◆ **PROBLEM**:
Retype, word for word, every line from the one holding "filename crates/gtfs_validator_core/src/rules/url_consistency.rs" through the one holding "const CODE_SAME_STOP_AND_ROUTE_URL: &str" in the entries below, both included, and only those lines.

[Dataset records]
|---|
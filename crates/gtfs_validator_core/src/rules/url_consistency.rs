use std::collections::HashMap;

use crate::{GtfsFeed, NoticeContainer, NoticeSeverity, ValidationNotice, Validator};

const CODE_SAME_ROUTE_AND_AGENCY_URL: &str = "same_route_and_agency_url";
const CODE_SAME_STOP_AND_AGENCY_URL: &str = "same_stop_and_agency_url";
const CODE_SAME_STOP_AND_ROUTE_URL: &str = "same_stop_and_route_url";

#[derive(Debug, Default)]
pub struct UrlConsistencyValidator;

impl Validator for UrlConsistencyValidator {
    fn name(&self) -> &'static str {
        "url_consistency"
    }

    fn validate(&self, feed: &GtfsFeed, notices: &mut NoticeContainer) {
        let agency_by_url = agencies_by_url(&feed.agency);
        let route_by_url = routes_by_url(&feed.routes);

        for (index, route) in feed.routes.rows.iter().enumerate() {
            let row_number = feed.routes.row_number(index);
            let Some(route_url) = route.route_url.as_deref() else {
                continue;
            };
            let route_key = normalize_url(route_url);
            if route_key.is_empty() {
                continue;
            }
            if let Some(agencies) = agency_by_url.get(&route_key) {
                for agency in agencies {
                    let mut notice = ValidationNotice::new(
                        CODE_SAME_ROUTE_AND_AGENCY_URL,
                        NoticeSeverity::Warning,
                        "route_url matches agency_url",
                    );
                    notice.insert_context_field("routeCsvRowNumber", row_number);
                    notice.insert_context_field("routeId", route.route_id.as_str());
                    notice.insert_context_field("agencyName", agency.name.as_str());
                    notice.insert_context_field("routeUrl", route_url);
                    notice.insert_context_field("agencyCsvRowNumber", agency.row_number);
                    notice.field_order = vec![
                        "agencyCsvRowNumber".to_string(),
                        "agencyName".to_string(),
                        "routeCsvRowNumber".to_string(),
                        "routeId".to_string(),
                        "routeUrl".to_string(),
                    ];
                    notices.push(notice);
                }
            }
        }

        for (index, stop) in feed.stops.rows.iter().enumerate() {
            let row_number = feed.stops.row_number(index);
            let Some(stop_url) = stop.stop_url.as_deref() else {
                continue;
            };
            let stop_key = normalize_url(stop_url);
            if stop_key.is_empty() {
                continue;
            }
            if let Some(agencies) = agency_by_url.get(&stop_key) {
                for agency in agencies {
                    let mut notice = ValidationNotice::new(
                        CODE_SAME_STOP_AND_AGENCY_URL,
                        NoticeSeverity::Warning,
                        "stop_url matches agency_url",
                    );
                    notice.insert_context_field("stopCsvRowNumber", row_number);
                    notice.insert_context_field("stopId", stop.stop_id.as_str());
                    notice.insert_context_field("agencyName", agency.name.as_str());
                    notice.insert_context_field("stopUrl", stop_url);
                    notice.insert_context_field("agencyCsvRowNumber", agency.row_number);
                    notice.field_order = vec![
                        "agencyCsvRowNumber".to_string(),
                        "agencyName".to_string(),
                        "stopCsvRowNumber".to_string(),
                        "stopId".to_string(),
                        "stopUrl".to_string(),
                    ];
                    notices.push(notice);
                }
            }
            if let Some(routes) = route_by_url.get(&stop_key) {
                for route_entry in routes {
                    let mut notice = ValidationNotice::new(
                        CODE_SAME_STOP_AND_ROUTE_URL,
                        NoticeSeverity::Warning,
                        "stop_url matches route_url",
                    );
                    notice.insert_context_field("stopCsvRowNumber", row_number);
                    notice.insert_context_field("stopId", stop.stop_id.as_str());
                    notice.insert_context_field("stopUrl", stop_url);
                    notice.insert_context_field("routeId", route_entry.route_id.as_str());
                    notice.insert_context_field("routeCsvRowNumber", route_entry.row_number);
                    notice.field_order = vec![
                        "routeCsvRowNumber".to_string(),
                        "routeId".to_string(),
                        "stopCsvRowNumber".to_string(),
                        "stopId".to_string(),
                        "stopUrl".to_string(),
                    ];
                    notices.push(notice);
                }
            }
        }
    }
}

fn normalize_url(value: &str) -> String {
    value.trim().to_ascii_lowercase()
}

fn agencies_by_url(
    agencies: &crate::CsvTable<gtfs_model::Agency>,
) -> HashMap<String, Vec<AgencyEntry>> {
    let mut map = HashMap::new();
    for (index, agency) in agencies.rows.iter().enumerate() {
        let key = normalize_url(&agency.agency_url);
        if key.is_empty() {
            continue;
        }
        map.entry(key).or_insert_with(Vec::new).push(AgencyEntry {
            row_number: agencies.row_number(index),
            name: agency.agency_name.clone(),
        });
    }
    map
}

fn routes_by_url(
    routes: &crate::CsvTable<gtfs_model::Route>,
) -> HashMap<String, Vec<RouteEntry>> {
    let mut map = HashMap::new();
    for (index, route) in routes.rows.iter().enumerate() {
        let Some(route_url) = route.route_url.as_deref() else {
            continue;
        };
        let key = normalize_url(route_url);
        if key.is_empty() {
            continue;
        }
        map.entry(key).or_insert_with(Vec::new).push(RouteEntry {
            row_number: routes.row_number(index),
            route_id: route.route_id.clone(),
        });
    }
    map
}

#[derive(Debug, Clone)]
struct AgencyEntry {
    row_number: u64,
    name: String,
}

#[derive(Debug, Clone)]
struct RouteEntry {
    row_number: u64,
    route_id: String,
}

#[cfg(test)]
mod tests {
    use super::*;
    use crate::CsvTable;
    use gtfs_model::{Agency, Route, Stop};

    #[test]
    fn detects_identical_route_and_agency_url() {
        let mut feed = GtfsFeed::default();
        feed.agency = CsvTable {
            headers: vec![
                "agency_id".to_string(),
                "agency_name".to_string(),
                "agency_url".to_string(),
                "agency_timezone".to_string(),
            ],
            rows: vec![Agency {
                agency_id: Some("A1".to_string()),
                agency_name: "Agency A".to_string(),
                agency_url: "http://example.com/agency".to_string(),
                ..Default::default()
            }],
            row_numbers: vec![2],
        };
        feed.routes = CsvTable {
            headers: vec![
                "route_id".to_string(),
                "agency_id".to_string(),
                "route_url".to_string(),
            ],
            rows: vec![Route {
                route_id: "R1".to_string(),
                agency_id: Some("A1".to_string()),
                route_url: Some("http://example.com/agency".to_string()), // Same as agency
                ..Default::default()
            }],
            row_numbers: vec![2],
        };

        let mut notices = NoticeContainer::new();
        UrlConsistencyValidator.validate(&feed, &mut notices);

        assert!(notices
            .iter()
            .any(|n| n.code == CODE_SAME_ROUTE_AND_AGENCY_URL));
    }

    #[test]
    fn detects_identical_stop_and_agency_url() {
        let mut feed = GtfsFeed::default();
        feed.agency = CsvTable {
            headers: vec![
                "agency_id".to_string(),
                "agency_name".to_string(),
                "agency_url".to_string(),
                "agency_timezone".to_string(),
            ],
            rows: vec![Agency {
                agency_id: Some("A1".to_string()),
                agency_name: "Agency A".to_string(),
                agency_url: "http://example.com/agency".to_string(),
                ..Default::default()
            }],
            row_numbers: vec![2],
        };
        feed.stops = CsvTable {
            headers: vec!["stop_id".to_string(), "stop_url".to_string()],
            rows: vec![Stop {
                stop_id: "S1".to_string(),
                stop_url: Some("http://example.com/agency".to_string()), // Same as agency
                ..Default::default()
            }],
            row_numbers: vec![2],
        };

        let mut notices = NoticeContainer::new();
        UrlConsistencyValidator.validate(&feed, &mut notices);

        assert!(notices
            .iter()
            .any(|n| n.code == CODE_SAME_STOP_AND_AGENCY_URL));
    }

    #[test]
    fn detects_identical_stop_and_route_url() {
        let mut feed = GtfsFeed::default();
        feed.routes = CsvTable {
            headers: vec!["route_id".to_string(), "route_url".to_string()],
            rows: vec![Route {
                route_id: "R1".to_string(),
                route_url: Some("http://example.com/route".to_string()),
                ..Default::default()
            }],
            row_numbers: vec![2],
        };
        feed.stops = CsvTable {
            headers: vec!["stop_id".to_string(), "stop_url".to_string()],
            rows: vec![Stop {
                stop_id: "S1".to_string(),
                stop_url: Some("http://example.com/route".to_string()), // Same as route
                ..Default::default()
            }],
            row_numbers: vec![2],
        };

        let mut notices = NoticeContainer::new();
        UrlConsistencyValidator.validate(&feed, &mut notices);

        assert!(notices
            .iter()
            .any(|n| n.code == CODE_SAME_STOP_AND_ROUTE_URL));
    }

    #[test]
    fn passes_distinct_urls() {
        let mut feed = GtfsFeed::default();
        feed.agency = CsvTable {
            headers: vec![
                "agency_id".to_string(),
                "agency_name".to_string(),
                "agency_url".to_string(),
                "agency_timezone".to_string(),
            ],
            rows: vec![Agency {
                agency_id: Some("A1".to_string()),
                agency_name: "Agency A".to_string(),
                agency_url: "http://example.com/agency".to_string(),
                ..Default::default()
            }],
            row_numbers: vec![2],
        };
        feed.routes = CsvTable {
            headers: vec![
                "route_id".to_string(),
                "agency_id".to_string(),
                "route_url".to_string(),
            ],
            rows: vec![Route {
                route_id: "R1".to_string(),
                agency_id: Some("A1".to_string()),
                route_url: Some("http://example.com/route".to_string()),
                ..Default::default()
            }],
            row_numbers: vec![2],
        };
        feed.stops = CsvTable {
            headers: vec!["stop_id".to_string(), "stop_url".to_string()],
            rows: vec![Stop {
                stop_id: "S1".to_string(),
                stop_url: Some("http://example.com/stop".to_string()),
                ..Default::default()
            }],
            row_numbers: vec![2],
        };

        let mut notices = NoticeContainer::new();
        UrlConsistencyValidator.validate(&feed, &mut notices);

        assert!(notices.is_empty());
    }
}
|---|
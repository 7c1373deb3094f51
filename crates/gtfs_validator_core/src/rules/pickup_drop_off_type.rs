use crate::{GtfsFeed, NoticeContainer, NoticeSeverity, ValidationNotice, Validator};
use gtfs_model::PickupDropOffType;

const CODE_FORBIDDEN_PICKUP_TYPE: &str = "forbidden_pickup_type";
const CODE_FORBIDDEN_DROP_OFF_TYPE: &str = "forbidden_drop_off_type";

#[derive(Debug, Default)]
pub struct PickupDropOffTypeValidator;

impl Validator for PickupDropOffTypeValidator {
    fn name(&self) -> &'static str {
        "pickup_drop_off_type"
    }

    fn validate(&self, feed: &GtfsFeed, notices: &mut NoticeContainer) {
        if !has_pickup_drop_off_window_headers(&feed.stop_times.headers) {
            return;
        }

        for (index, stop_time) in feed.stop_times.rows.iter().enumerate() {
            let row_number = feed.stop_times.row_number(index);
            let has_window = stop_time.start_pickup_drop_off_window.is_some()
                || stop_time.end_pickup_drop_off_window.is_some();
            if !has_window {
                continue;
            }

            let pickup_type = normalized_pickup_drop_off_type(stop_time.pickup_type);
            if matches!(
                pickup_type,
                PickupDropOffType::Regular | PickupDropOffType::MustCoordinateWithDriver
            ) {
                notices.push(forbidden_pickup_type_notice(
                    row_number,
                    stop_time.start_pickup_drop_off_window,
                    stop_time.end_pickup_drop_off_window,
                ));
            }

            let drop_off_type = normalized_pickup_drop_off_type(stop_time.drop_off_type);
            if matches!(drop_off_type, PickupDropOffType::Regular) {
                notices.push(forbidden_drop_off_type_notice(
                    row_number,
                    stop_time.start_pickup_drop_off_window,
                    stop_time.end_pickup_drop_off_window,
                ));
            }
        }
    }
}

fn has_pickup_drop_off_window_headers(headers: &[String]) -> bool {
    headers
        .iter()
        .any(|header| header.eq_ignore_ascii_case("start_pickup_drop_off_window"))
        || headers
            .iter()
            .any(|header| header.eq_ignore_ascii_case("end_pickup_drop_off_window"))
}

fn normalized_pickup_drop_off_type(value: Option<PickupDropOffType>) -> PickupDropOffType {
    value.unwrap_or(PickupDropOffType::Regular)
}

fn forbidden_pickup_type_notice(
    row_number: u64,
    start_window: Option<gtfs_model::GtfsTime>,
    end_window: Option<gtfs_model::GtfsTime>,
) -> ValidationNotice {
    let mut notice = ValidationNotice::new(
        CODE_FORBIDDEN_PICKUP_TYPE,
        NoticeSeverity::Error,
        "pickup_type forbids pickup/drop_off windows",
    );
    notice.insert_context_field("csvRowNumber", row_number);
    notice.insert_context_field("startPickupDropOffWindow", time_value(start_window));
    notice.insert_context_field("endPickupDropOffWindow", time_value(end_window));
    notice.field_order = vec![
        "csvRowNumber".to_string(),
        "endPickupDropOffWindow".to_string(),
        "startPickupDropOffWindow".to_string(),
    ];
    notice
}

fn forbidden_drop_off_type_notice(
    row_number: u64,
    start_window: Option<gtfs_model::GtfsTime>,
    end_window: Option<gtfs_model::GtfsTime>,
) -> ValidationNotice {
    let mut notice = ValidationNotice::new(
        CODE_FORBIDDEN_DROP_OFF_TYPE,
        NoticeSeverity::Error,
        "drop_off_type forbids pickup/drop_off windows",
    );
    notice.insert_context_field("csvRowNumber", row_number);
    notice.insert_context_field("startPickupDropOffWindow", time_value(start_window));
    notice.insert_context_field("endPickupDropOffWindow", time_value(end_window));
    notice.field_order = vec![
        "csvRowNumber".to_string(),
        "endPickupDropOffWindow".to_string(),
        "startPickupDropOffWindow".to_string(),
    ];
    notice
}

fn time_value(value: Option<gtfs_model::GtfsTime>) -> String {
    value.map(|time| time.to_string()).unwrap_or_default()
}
|---|
◆ **RESULT FOR THIS EXERCISE**:
filename crates/gtfs_validator_core/src/rules/url_consistency.rs
use std::collections::HashMap;

use crate::{GtfsFeed, NoticeContainer, NoticeSeverity, ValidationNotice, Validator};

const CODE_SAME_ROUTE_AND_AGENCY_URL: &str = "same_route_and_agency_url";
const CODE_SAME_STOP_AND_AGENCY_URL: &str = "same_stop_and_agency_url";
const CODE_SAME_STOP_AND_ROUTE_URL: &str = "same_stop_and_route_url";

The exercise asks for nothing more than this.